* _Your assignment_
Across the data below, how many lines have the word "PathBuf" in them? Respond with the number alone.

(Data excerpts)
-------------------------
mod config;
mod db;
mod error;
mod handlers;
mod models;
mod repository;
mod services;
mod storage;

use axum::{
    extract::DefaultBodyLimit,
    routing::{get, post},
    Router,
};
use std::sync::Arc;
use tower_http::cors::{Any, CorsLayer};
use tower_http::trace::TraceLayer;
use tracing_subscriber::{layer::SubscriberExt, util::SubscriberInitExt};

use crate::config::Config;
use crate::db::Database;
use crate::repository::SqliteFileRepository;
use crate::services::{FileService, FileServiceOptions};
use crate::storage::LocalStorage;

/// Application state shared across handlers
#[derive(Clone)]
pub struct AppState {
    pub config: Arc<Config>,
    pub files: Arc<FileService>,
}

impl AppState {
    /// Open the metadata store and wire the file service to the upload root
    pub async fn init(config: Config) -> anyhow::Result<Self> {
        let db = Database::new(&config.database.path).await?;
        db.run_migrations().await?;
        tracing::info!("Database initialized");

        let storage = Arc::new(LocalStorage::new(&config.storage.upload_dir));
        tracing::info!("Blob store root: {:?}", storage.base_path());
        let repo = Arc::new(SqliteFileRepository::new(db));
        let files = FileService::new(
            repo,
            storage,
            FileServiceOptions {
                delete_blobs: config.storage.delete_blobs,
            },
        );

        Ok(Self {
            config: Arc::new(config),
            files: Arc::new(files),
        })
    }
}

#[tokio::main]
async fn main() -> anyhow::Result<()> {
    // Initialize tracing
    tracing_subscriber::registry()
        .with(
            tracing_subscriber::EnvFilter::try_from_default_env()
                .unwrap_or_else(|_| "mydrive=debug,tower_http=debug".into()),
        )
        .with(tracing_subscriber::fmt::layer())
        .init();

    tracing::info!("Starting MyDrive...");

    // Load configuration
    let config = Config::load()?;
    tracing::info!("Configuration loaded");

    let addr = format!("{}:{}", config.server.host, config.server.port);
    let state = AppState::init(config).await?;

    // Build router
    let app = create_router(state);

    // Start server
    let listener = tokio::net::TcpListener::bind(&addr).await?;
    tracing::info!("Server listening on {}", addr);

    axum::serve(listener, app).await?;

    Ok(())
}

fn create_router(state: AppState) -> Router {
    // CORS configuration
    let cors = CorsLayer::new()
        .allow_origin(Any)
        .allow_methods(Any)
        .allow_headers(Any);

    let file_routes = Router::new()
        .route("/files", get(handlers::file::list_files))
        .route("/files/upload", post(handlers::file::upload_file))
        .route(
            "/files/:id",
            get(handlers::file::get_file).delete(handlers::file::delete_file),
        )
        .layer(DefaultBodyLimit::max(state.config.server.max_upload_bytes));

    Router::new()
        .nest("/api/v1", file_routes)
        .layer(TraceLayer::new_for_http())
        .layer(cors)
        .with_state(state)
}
-------------------------
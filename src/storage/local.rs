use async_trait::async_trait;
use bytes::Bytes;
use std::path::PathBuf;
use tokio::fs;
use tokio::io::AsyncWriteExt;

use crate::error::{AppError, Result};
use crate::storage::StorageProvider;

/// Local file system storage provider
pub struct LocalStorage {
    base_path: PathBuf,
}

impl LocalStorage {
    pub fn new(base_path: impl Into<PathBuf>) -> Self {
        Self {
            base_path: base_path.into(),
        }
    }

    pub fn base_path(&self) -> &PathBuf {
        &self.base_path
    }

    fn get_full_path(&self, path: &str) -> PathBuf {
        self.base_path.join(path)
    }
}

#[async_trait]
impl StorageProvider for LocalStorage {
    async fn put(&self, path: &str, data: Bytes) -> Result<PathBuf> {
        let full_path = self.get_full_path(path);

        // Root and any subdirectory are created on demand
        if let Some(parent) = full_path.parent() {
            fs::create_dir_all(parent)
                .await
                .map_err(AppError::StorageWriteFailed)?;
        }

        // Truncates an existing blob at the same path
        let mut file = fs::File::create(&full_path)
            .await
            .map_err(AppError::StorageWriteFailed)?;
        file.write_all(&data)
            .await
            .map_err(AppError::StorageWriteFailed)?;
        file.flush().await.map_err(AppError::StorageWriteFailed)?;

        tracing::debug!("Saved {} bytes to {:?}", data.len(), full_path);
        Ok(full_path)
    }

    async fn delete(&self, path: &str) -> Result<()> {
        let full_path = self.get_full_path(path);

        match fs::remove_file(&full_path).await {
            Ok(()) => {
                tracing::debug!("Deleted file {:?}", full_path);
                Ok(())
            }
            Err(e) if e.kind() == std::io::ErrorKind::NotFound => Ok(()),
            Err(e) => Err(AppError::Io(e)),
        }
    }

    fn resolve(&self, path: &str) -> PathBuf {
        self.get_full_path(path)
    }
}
-------------------------
* _Answer to this task_
7